After testifying, Ms. Lieberman said publicly: “I want to make one point clear. I know of no improper relationship between the president, Monica Lewinsky or anyone else, for that matter.”
Ms. Lieberman testified to the Starr grand jury that after she transferred Ms. Lewinsky, she had a conversation with Mr. Clinton in which he said he had received a phone call about “an intern you fired.”
“She was evidently very upset about it,” Ms. Lieberman recalled. “He said, ‘Do you know anything about this?’ I said, ‘Yes.’ He said, ‘Who fired her?’ I said, ‘I did.’ And he said, ‘Oh, O.K.’ ”
Marcia Lewis, Ms. Lewinsky’s mother, said she had also confronted Ms. Lieberman about the transfer. She testified that Ms. Lieberman had responded by “saying something about Monica being cursed because she’s so beautiful.” She said she had surmised that Ms. Lieberman “would want to have pretty women moved out” to protect the president.
Evelyn Lieberman was born Evelyn May Simonowitz on July 9, 1944, the daughter of Jack Simonowitz and the former Rose Cohen.
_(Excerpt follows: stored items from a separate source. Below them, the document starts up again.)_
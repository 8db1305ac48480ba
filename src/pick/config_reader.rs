use crate::pick::*;

use std::fs;

use serde::{Deserialize, Serialize};
use serde_json::Map as JSMap;
use serde_json::Value as JSValue;

pub const MAX_CHOICES_KEY: &str = "_max_choices";
pub const SHORTCUT_KEY: &str = "_shortcut";
pub const RANDOM_SEED_KEY: &str = "_random_seed";

#[derive(Eq, PartialEq, Debug, Clone, Default, Serialize, Deserialize)]
pub struct ShortcutSettings {
    pub command: Option<String>,
    pub option: Option<usize>,
    pub count: Option<usize>,
}

/// Everything read from the configuration file.
#[derive(Eq, PartialEq, Debug, Clone)]
pub struct PickConfig {
    pub catalog: OptionCatalog,
    pub shortcut: Shortcut,
    pub random_seed: Option<u64>,
}

pub fn read_config(path: &str) -> PickResult<PickConfig> {
    info!("Attempting to read configuration file {:?}", path);
    let contents = fs::read_to_string(path).context(OpeningJsonSnafu { path })?;
    parse_config(&contents)
}

pub fn parse_config(contents: &str) -> PickResult<PickConfig> {
    let js: JSValue = serde_json::from_str(contents).context(ParsingJsonSnafu {})?;
    let obj: &JSMap<String, JSValue> = js.as_object().context(NotAnObjectSnafu {})?;

    let max_choices = obj
        .get(MAX_CHOICES_KEY)
        .context(MissingSettingSnafu {
            key: MAX_CHOICES_KEY,
        })
        .and_then(|v| read_js_int(v, MAX_CHOICES_KEY))? as usize;

    for key in obj.keys() {
        if key.starts_with(RESERVED_PREFIX)
            && ![MAX_CHOICES_KEY, SHORTCUT_KEY, RANDOM_SEED_KEY].contains(&key.as_str())
        {
            warn!("parse_config: ignoring unknown setting {:?}", key);
        }
    }

    let catalog = OptionCatalog::from_entries(obj.keys().map(|k| k.as_str()), max_choices);
    ensure!(!catalog.is_empty(), EmptyCatalogSnafu {});

    let shortcut = match obj.get(SHORTCUT_KEY) {
        Some(v) => read_shortcut(v)?,
        None => Shortcut::default(),
    };
    ensure!(
        shortcut.option < catalog.len(),
        UnknownShortcutOptionSnafu {
            option: shortcut.option
        }
    );

    let random_seed = match obj.get(RANDOM_SEED_KEY) {
        Some(v) => Some(read_js_int(v, RANDOM_SEED_KEY)?),
        None => None,
    };

    debug!(
        "parse_config: {} options, max choices: {}, shortcut: {:?}",
        catalog.len(),
        max_choices,
        shortcut
    );
    Ok(PickConfig {
        catalog,
        shortcut,
        random_seed,
    })
}

fn read_shortcut(js: &JSValue) -> PickResult<Shortcut> {
    let settings: ShortcutSettings =
        serde_json::from_value(js.clone()).context(ParsingShortcutSnafu {})?;
    let default = Shortcut::default();
    Ok(Shortcut {
        command: settings.command.unwrap_or(default.command),
        option: settings.option.unwrap_or(default.option),
        count: settings.count.unwrap_or(default.count),
    })
}

fn read_js_int(x: &JSValue, key: &str) -> PickResult<u64> {
    match x {
        JSValue::Number(n) => n.as_u64().context(ParsingJsonNumberSnafu { key }),
        JSValue::String(s) => s
            .trim()
            .parse::<u64>()
            .ok()
            .context(ParsingJsonNumberSnafu { key }),
        _ => None.context(ParsingJsonNumberSnafu { key }),
    }
}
Her parents separated when she was a child.
She graduated from Buffalo State College, part of the State University of New York, with a bachelor’s degree in education in 1966, taught on Long Island, and moved with her first husband to Washington.
They divorced.
In addition to her second husband, she is survived by a brother, Haskel Simonowitz.
In an interview with the Buffalo State alumni magazine last winter, Ms. Lieberman described her work with the Children’s Defense Fund and its founder, Marian Wright Edelman, as transformative.
“Here’s this poor girl from Brooklyn who has had extraordinary opportunities and great encouragement from others,” Ms. Lieberman recalled. “And I believe it’s my responsibility to provide that same encouragement to others, especially young women. Marian Edelman said that ‘service is the rent we pay for living.’ I think that says it all.”